**Task directions**
All that should come back is the lines of the data below from the one containing "stride_weight: one.mul_pow2(-4 *" to the one containing "fn advance(&self, state: &mut", inclusive, exactly as they stand.

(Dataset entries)
== Segment start ==
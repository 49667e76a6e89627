//! Bailey-Borwein-Plouffe series.
//!
//! $$\pi = \sum_{k \ge 0} 16^{-k} \left( \frac{4}{8k+1} - \frac{2}{8k+4} - \frac{1}{8k+5} - \frac{1}{8k+6} \right)$$
//!
//! The weight $16^{-k}$ is a power of two, so it is carried exactly and
//! advanced by $16^{-T}$ per stride. The bracket is one exact rational.

use super::{rational_sum, Fraction, Series};
use crate::{BigFloat, PiResult, Precision};

/// The BBP series.
#[derive(Debug, Clone, Copy, Default)]
pub struct Bbp;

/// Recurrence state of one BBP worker.
#[derive(Debug, Clone)]
pub struct BbpState {
    index: u64,
    stride: u64,
    weight: BigFloat,
    stride_weight: BigFloat,
}

impl BbpState {
    #[inline]
    pub fn index(&self) -> u64 {
        self.index
    }

    /// `16^-k`
    #[inline]
    pub fn weight(&self) -> &BigFloat {
        &self.weight
    }
}

impl Series for Bbp {
    type State = BbpState;

    fn state_at(&self, index: u64, stride: u64, precision: Precision) -> PiResult<BbpState> {
        let stride = stride.max(1);
        let one = BigFloat::one(precision);
        Ok(BbpState {
            index,
            stride,
            weight: one.mul_pow2(-4 * index as i64),
            stride_weight: one.mul_pow2(-4 * stride as i64),
        })
    }

    fn accumulate(&self, state: &BbpState, sum: &mut BigFloat) -> PiResult<()> {
        let k8 = 8 * state.index;
        let bracket = rational_sum(
            &[
                Fraction::plus(4, k8 + 1),
                Fraction::minus(2, k8 + 4),
                Fraction::minus(1, k8 + 5),
                Fraction::minus(1, k8 + 6),
            ],
            state.weight.precision(),
        )?;
        *sum += &(&bracket * &state.weight);
        Ok(())
    }

    fn advance(&self, state: &mut BbpState) -> PiResult<()> {
        state.weight = &state.weight * &state.stride_weight;
        state.index += state.stride;
        Ok(())
    }

    fn assemble(&self, sum: &BigFloat) -> PiResult<BigFloat> {
        Ok(sum.clone())
    }
}
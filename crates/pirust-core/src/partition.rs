//! Work assignment for ranks and threads.
//!
//! The full term range `[0, iterations)` is cut into contiguous blocks, one
//! per rank. Inside a block, threads either interleave (`Cyclic`, stride =
//! thread count) or take contiguous sub-blocks (`Blocks`).

use std::iter::StepBy;
use std::ops::Range;

/// How a rank's block is divided among its threads.
#[derive(Debug, Clone, Copy, PartialEq, Eq)]
pub enum ThreadSplit {
    /// Thread `t` owns `start + t, start + t + T, ...`.
    Cyclic,
    /// Thread `t` owns the `t`-th contiguous sub-block.
    Blocks,
}

/// Contiguous block partition of `[0, iterations)` into `parts` blocks.
///
/// # Example
/// ```
/// use pirust_core::partition::BlockPartition;
///
/// let partition = BlockPartition::new(10, 4);
/// assert_eq!(partition.block_size(), 3);
/// assert_eq!(partition.block(0), 0..3);
/// assert_eq!(partition.block(3), 9..10);
/// ```
#[derive(Debug, Clone, Copy, PartialEq, Eq)]
pub struct BlockPartition {
    iterations: u64,
    parts: u64,
    block_size: u64,
}

impl BlockPartition {
    /// Creates the partition. `parts` is clamped to at least 1.
    pub fn new(iterations: u64, parts: usize) -> Self {
        let parts = (parts as u64).max(1);
        Self {
            iterations,
            parts,
            block_size: iterations.div_ceil(parts),
        }
    }

    /// `ceil(iterations / parts)`.
    #[inline]
    pub fn block_size(&self) -> u64 {
        self.block_size
    }

    /// Block of part `index`: `[index * size, min((index + 1) * size, iterations))`.
    ///
    /// Trailing parts may be empty when `iterations` does not divide evenly.
    pub fn block(&self, index: usize) -> Range<u64> {
        let start = (index as u64)
            .saturating_mul(self.block_size)
            .min(self.iterations);
        let end = start.saturating_add(self.block_size).min(self.iterations);
        start..end
    }

    /// All blocks in part order.
    pub fn blocks(&self) -> impl Iterator<Item = Range<u64>> + '_ {
        (0..self.parts as usize).map(|i| self.block(i))
    }
}

/// Term indices owned by thread `thread` of `threads` under the cyclic split.
pub fn cyclic_indices(block: Range<u64>, thread: usize, threads: usize) -> StepBy<Range<u64>> {
    let start = block.start.saturating_add(thread as u64).min(block.end);
    (start..block.end).step_by(threads.max(1))
}

/// Contiguous sub-block owned by thread `thread` of `threads`.
pub fn sub_block(block: Range<u64>, thread: usize, threads: usize) -> Range<u64> {
    let local = BlockPartition::new(block.end.saturating_sub(block.start), threads).block(thread);
    (block.start + local.start)..(block.start + local.end)
}

/// First index and stride of thread `thread`'s share, or `None` if it is empty.
pub fn thread_share(
    block: &Range<u64>,
    thread: usize,
    threads: usize,
    split: ThreadSplit,
) -> Option<(Range<u64>, u64)> {
    match split {
        ThreadSplit::Cyclic => {
            let first = cyclic_indices(block.clone(), thread, threads).next()?;
            Some((first..block.end, threads.max(1) as u64))
        }
        ThreadSplit::Blocks => {
            let range = sub_block(block.clone(), thread, threads);
            (!range.is_empty()).then_some((range, 1))
        }
    }
}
== Segment end ==
**Result of this task**
            stride_weight: one.mul_pow2(-4 * stride as i64),
        })
    }

    fn accumulate(&self, state: &BbpState, sum: &mut BigFloat) -> PiResult<()> {
        let k8 = 8 * state.index;
        let bracket = rational_sum(
            &[
                Fraction::plus(4, k8 + 1),
                Fraction::minus(2, k8 + 4),
                Fraction::minus(1, k8 + 5),
                Fraction::minus(1, k8 + 6),
            ],
            state.weight.precision(),
        )?;
        *sum += &(&bracket * &state.weight);
        Ok(())
    }

    fn advance(&self, state: &mut BbpState) -> PiResult<()> {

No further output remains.